Prior to the album’s release, we spoke to guitarist Hannes Irengård about his five guitar highlights from the new long player.
Fireman & Dancer
“This tune has a riff which goes along with the other guitar playing and they just should not work together… but they do, creating this awesome rhythmical pattern. The main riff was played on a 12-string Rickenbacker, actually; it’s the guitar part from the demo. We re-recorded it for the actual recording sessions, but we ended up using the demo take because it sounded grittier.
“For this riff, I think we kind of drew influence from ourselves, because we’ve been trying out that riff in so many ways previously. I think we worked on it for two or three years!”

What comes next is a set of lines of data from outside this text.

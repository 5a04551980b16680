//! # dog-unique: Unique Background Jobs
//!
//! **Admission control for Sidekiq and Faktory jobs, backed by Redis locks**
//!
//! dog-unique keeps semantically duplicate jobs from being active at the same
//! time. A producer declares a uniqueness policy on a job; before the job is
//! pushed, a claim keyed by the job's class and arguments is taken in a Redis
//! sorted set. While the claim is alive, identical pushes are dropped. Workers
//! release the claim when the job starts or when it succeeds.
//!
//! ## 🎯 Features
//!
//! - **Lazy Expiry**: Claims carry an absolute TTL; stale ones are swept on the next check
//! - **Scoped Digests**: Lock per queue (`across: queue`) or per backend (`across: systemwide`)
//! - **Unlock Policies**: Release on `start`, or only on `success` so failures keep the claim
//! - **Composable Middleware**: Producer and worker interceptor chains per backend
//! - **Pluggable Stores**: Redis in production, an in-memory store for tests
//! - **Structured Observability**: Lock events and live counters, not just log lines
//!
//! ## 🚀 Quick Start
//!
//! ```rust
//! # tokio_test::block_on(async {
//! use dog_unique::prelude::*;
//! use dog_unique::testing::RecordingPusher;
//! use serde_json::json;
//! use std::sync::Arc;
//!
//! let config = BackgroundJobConfig::new();
//! config.sidekiq().register_job("MailerWorker", JobOptions::new().with_queue("mailer"));
//!
//! // Redis in production: RedisLockStore::connect("redis://127.0.0.1:6379")
//! let store = Arc::new(MemoryLockStore::new());
//! UniqueJobMiddleware::bootstrap(&config, store, "sidekiq")?;
//!
//! let pusher = RecordingPusher::new();
//! let push = || async {
//!     jobs::sidekiq(&config, "MailerWorker")?
//!         .with_args(vec![json!(42)])
//!         .unique(json!({"across": "queue", "timeout": 3600}))?
//!         .push(&config, &pusher)
//!         .await
//! };
//!
//! assert!(push().await?.is_pushed());
//! assert_eq!(push().await?, PushOutcome::NotAdmitted);
//! assert_eq!(pusher.size(), 1);
//! # Ok::<(), UniqueError>(())
//! # });
//! ```

pub mod config;
pub mod error;
pub mod jobs;
pub mod lock;
pub mod middleware;
pub mod observability;
pub mod store;
pub mod testing;
pub mod types;
pub mod unique_job;

// Core API exports
pub use config::{ActiveFlag, BackendConfig, BackgroundJobConfig, JobOptions};
pub use error::{JobError, UniqueError, UniqueResult};
pub use jobs::JobPusher;
pub use lock::{Lock, LockDigest};
pub use middleware::{
    ClientMiddleware, MiddlewareChain, Next, Perform, PerformFn, PushOutcome, UniqueJobMiddleware,
    UniqueJobWorker, WorkerChain, WorkerMiddleware, WorkerNext,
};
pub use store::{Clock, LockStore, ManualClock, ScoreRange, SystemClock};
pub use types::{Across, Backend, Jid, JobMessage, UniqueEvent, UnlockPolicy, WorkerCtx};
pub use unique_job::{UniqueDeclaration, UniqueJob, DEFAULT_TIMEOUT_SECS};

// Observability exports
pub use observability::{ObservabilityLayer, UniqueMetrics};

#[cfg(feature = "tracing-basic")]
pub use observability::init_tracing;

// Store implementations
#[cfg(feature = "memory")]
pub use store::MemoryLockStore;

#[cfg(feature = "redis")]
pub use store::RedisLockStore;

#[cfg(feature = "redis")]
pub use jobs::SidekiqRedisPusher;

/// Everything needed to declare, push and execute unique jobs
pub mod prelude {
    // Configuration and builders
    pub use crate::{jobs, BackgroundJobConfig, JobMessage, JobOptions, JobPusher, PushOutcome};

    // Uniqueness
    pub use crate::{Across, Lock, LockDigest, LockStore, UniqueJob, UniqueJobMiddleware, UnlockPolicy};

    // Worker side
    pub use crate::{Perform, WorkerCtx, WorkerMiddleware, WorkerNext};

    // Errors
    pub use crate::{Backend, JobError, UniqueError, UniqueResult};

    #[cfg(feature = "memory")]
    pub use crate::MemoryLockStore;

    #[cfg(feature = "redis")]
    pub use crate::RedisLockStore;

    // Essential traits
    pub use async_trait::async_trait;
}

“This is not so much a guitar riff as it is something that could be played on trumpets and saxophones. It sounds like a horn section and that’s cool; it’s very rhythmic. It’s played in octaves and I believe Adam [Grahn, singer] played the low octave on an Epiphone Casino, and I played the high octave on a ’65 Strat which I borrowed from a friend. It reminds me of that Lenny Kravitz song Always On The Run, where Slash plays a solo.”
Flower Power Madness
“I think it sounds like Steve Lukather trying to come up with a Royal Republic riff – which is probably not going to happen! For a Royal Republic guitar riff, it’s pretty slick, it’s got this single-string pattern that sounds a bit like Lukather meets Ritchie Blackmore. It was played on a 30th Anniversary Gibson SG from ’91, which I also borrowed. I don’t own a lot of guitars myself, because I have friends that own a lot of guitars!”
“Here’s another one of my favourites, because it sounds like a fucking dinosaur playing! It’s the most stupid riff on the album, and stupid equals good in Royal Republic land. It’s just barre chords. Super simple, no fancy stuff at all, but it works and it grooves. It was played by Adam on an Epiphone Casino – it’s his main guitar actually, while mine is a Tele, although I didn’t play my Tele at all on this album. Somehow, my Tele works fantastically live, but not so well in the studio. I don’t know why that is.”
Can’t Fight The Disco
“This riff is barre chords all the way through, no fancy stuff here either, but what I like is how it sits with the bass and drums. The hi-hat goes along with the guitar and the bass is just doing its own thing, playing super straight. I don’t know how to explain it in fancy musical terms, it just sits very well and it grooves like crazy. It was played on a Casino and a Strat, and they both play the exact same thing.
“Then there’s the guitar solo, with this kickass guitar sound… I can’t remember how that was recorded. It was probably through one of the amps that one of the producers built himself, because he’s a really nerdy tech guy that builds a lot of his stuff himself.”
Club Majesty is out now on Nuclear Blast.